On Sunday, 11 January 2015 at 10:06:53 UTC, Paolo Invernizzi
wrote:
On Saturday, 10 January 2015 at 20:53:47 UTC, DaveG wrote:
On Saturday, 10 January 2015 at 18:31:18 UTC, Paolo Invernizzi
wrote:
I would like to see, someday, something in D that:
- can check at compile time the syntax of SQL;
- can check at compile time the SQL query statement against
the current DB schema;
- can read the output of a DB schema dump at CT, and parse it
into what is needed for the previous points (more
complicated);
One final note. You may have noticed I didn't mention the
schema syncing problem (keeping database and code in sync).

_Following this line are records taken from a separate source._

//! Value types exposed by the board model.

use std::{fmt, str::FromStr};

use serde::{Deserialize, Serialize};
use shakmaty::{CastlingMode, Color, Move, Role, Square};

/// Which side's back rank is drawn at the bottom of the display.
///
/// Orientation only changes presentation-facing views (square order and
/// labels); it never influences game semantics.
#[derive(Debug, Clone, Copy, Default, PartialEq, Eq, Hash, Serialize, Deserialize)]
#[serde(rename_all = "camelCase")]
pub enum Orientation {
    #[default]
    #[serde(alias = "white")]
    WhiteBottom,
    #[serde(alias = "black")]
    BlackBottom,
}

impl Orientation {
    /// The color whose pieces start at the bottom edge.
    pub fn bottom_color(self) -> Color {
        match self {
            Orientation::WhiteBottom => Color::White,
            Orientation::BlackBottom => Color::Black,
        }
    }

    pub fn flipped(self) -> Self {
        match self {
            Orientation::WhiteBottom => Orientation::BlackBottom,
            Orientation::BlackBottom => Orientation::WhiteBottom,
        }
    }
}

impl From<Color> for Orientation {
    fn from(color: Color) -> Self {
        match color {
            Color::White => Orientation::WhiteBottom,
            Color::Black => Orientation::BlackBottom,
        }
    }
}

/// Rules a game is played under.
///
/// Chess960 is standard chess with Chess960 castling; every other entry is a
/// separate rule set that engines select through `UCI_Variant`.
#[derive(Debug, Clone, Copy, Default, PartialEq, Eq, Hash, Serialize, Deserialize)]
#[serde(rename_all = "camelCase")]
pub enum Variant {
    #[default]
    Standard,
    Chess960,
    Atomic,
    Crazyhouse,
    #[serde(alias = "kingofthehill")]
    KingOfTheHill,
    #[serde(alias = "3check")]
    ThreeCheck,
    Antichess,
    Horde,
    #[serde(alias = "racingkings")]
    RacingKings,
}

impl Variant {
    pub const ALL: [Variant; 9] = [
        Variant::Standard,
        Variant::Chess960,
        Variant::Atomic,
        Variant::Crazyhouse,
        Variant::KingOfTheHill,
        Variant::ThreeCheck,
        Variant::Antichess,
        Variant::Horde,
        Variant::RacingKings,
    ];

    pub fn rules(self) -> shakmaty::variant::Variant {
        use shakmaty::variant::Variant as Rules;
        match self {
            Variant::Standard | Variant::Chess960 => Rules::Chess,
            Variant::Atomic => Rules::Atomic,
            Variant::Crazyhouse => Rules::Crazyhouse,
            Variant::KingOfTheHill => Rules::KingOfTheHill,
            Variant::ThreeCheck => Rules::ThreeCheck,
            Variant::Antichess => Rules::Antichess,
            Variant::Horde => Rules::Horde,
            Variant::RacingKings => Rules::RacingKings,
        }
    }

    pub fn castling_mode(self) -> CastlingMode {
        match self {
            Variant::Chess960 => CastlingMode::Chess960,
            _ => CastlingMode::Standard,
        }
    }

    /// Value for the engine's `UCI_Variant` option; `None` for plain chess.
    pub fn uci_name(self) -> Option<&'static str> {
        match self {
            Variant::Standard | Variant::Chess960 => None,
            Variant::Atomic => Some("atomic"),
            Variant::Crazyhouse => Some("crazyhouse"),
            Variant::KingOfTheHill => Some("kingofthehill"),
            Variant::ThreeCheck => Some("3check"),
            Variant::Antichess => Some("antichess"),
            Variant::Horde => Some("horde"),
            Variant::RacingKings => Some("racingkings"),
        }
    }

    /// Chess960 has no single starting position.
    pub fn needs_fen(self) -> bool {
        self == Variant::Chess960
    }

    pub fn name(self) -> &'static str {
        match self {
            Variant::Standard => "standard",
            Variant::Chess960 => "chess960",
            Variant::Atomic => "atomic",
            Variant::Crazyhouse => "crazyhouse",
            Variant::KingOfTheHill => "kingofthehill",
            Variant::ThreeCheck => "threecheck",
            Variant::Antichess => "antichess",
            Variant::Horde => "horde",
            Variant::RacingKings => "racingkings",
        }
    }
}

impl fmt::Display for Variant {
    fn fmt(&self, f: &mut fmt::Formatter<'_>) -> fmt::Result {
        f.write_str(self.name())
    }
}

impl FromStr for Variant {
    type Err = UnknownVariant;

    fn from_str(s: &str) -> Result<Self, Self::Err> {
        let key: String = s
            .chars()
            .filter(|c| !matches!(c, '-' | '_' | ' '))
            .flat_map(char::to_lowercase)
            .collect();
        if key == "3check" {
            return Ok(Variant::ThreeCheck);
        }
        Variant::ALL
            .into_iter()
            .find(|variant| variant.name() == key)
            .ok_or_else(|| UnknownVariant(s.to_string()))
    }
}

#[derive(Debug, Clone, PartialEq, Eq, thiserror::Error)]
#[error("unsupported variant '{0}'")]
pub struct UnknownVariant(pub String);

/// Termination status of a game.
#[derive(Debug, Clone, Copy, PartialEq, Eq)]
pub enum GameStatus {
    Ongoing,
    Checkmate { winner: Color },
    Stalemate,
    InsufficientMaterial,
    SeventyFiveMoves,
    FivefoldRepetition,
    /// Won by a variant rule (king of the hill, three checks, exploded king...).
    VariantWin { winner: Color },
    VariantDraw,
    Resigned { winner: Color },
    Aborted,
}

impl GameStatus {
    pub fn is_ongoing(&self) -> bool {
        matches!(self, GameStatus::Ongoing)
    }

    pub fn winner(&self) -> Option<Color> {
        match *self {
            GameStatus::Checkmate { winner }
            | GameStatus::VariantWin { winner }
            | GameStatus::Resigned { winner } => Some(winner),
            _ => None,
        }
    }
}

/// A move that was successfully played on the board.
#[derive(Debug, Clone, PartialEq, Eq)]
pub struct AppliedMove {
    pub color: Color,
    pub role: Role,
    pub from: Option<Square>,
    pub to: Square,
    pub promotion: Option<Role>,
    pub is_capture: bool,
    pub san: String,
    pub uci: String,
    pub(crate) inner: Move,
}

impl AppliedMove {
    /// The underlying rules-engine move.
    pub fn as_move(&self) -> &Move {
        &self.inner
    }
}

/// Why a move text was rejected.
#[derive(Debug, Clone, PartialEq, Eq)]
pub enum IllegalMoveReason {
    /// Neither SAN nor UCI notation could be parsed.
    Unparsable,
    /// Well-formed, but not legal in the current position.
    Illegal,
    /// The game is already over.
    GameOver,
}

impl std::fmt::Display for IllegalMoveReason {
    fn fmt(&self, f: &mut std::fmt::Formatter<'_>) -> std::fmt::Result {
        match self {
            IllegalMoveReason::Unparsable => f.write_str("not a recognised move"),
            IllegalMoveReason::Illegal => f.write_str("not legal in this position"),
            IllegalMoveReason::GameOver => f.write_str("the game is over"),
        }
    }
}

/// Move input rejected by the rules engine. The board is left untouched.
#[derive(Debug, Clone, PartialEq, Eq, thiserror::Error)]
#[error("illegal move '{input}': {reason}")]
pub struct IllegalMoveError {
    pub input: String,
    pub reason: IllegalMoveReason,
}

impl IllegalMoveError {
    pub(crate) fn new(input: &str, reason: IllegalMoveReason) -> Self {
        Self {
            input: input.to_string(),
            reason,
        }
    }
}

/// Starting position plus UCI moves, the form the engine consumes.
#[derive(Debug, Clone, Default, PartialEq, Eq)]
pub struct PositionSnapshot {
    /// `None` means the standard starting position.
    pub fen: Option<String>,
    pub moves: Vec<String>,
    pub chess960: bool,
}
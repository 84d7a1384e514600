//! HTTP server for opsdeskd

use crate::routes;
use anyhow::Result;
use axum::Router;
use opsdesk_common::{DataDir, ResolutionStore};
use std::sync::Arc;
use std::time::Instant;
use tower_http::trace::TraceLayer;
use tracing::info;

/// Application state shared across handlers.
///
/// The store is the only shared mutable resource; everything else is
/// re-read from disk per request.
pub struct AppState {
    pub store: ResolutionStore,
    pub data: DataDir,
    pub start_time: Instant,
}

impl AppState {
    pub fn new(store: ResolutionStore, data: DataDir) -> Self {
        Self {
            store,
            data,
            start_time: Instant::now(),
        }
    }
}

/// Build the full router. Split out so tests can drive it without a
/// listening socket.
pub fn app(state: Arc<AppState>) -> Router {
    Router::new()
        .merge(routes::ticket_routes())
        .merge(routes::kb_routes())
        .merge(routes::health_routes())
        .with_state(state)
        .layer(TraceLayer::new_for_http())
}

/// Run the HTTP server.
pub async fn run(state: AppState, listen_addr: &str) -> Result<()> {
    let state = Arc::new(state);
    let router = app(state);

    let listener = tokio::net::TcpListener::bind(listen_addr).await?;
    info!("  Listening on http://{}", listen_addr);

    axum::serve(listener, router).await?;
    Ok(())
}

There was a time I would have said that was essential and
while it would be nice in a perfect world, I'm comfortable
keeping them in sync manually (or semi-manual with scripts). I
can generate a bunch of classes from an existing database
fairly easily and when I change a table I can manually update
a class. If I was writing SQL directly I would have to update
my query, this is really no different. Doing validation in
unit tests is perfectly acceptable to me.
I think basically we have the same feeling over the ORM topic.
Doing validation in unit tests is for sure acceptable, but my
point is that I would like CT validation of plain SQL query
over the current DB schema.... without having to use an ORM. ;-)
---
Paolo
I agree. That's one thing Couldfusion did well that I haven't
really seen since. You could write blocks of SQL complete with
validation and syntax highlighting (depending on the editor).
Because the SQL parser was built in you could then take
resultsets returned from the database and perform additional
queries on them locally.
The problem a SQL parser doesn't solve is writing dynamic queries
which require piecing together a bunch of partial statements.
This is where an abstraction layer can really be useful.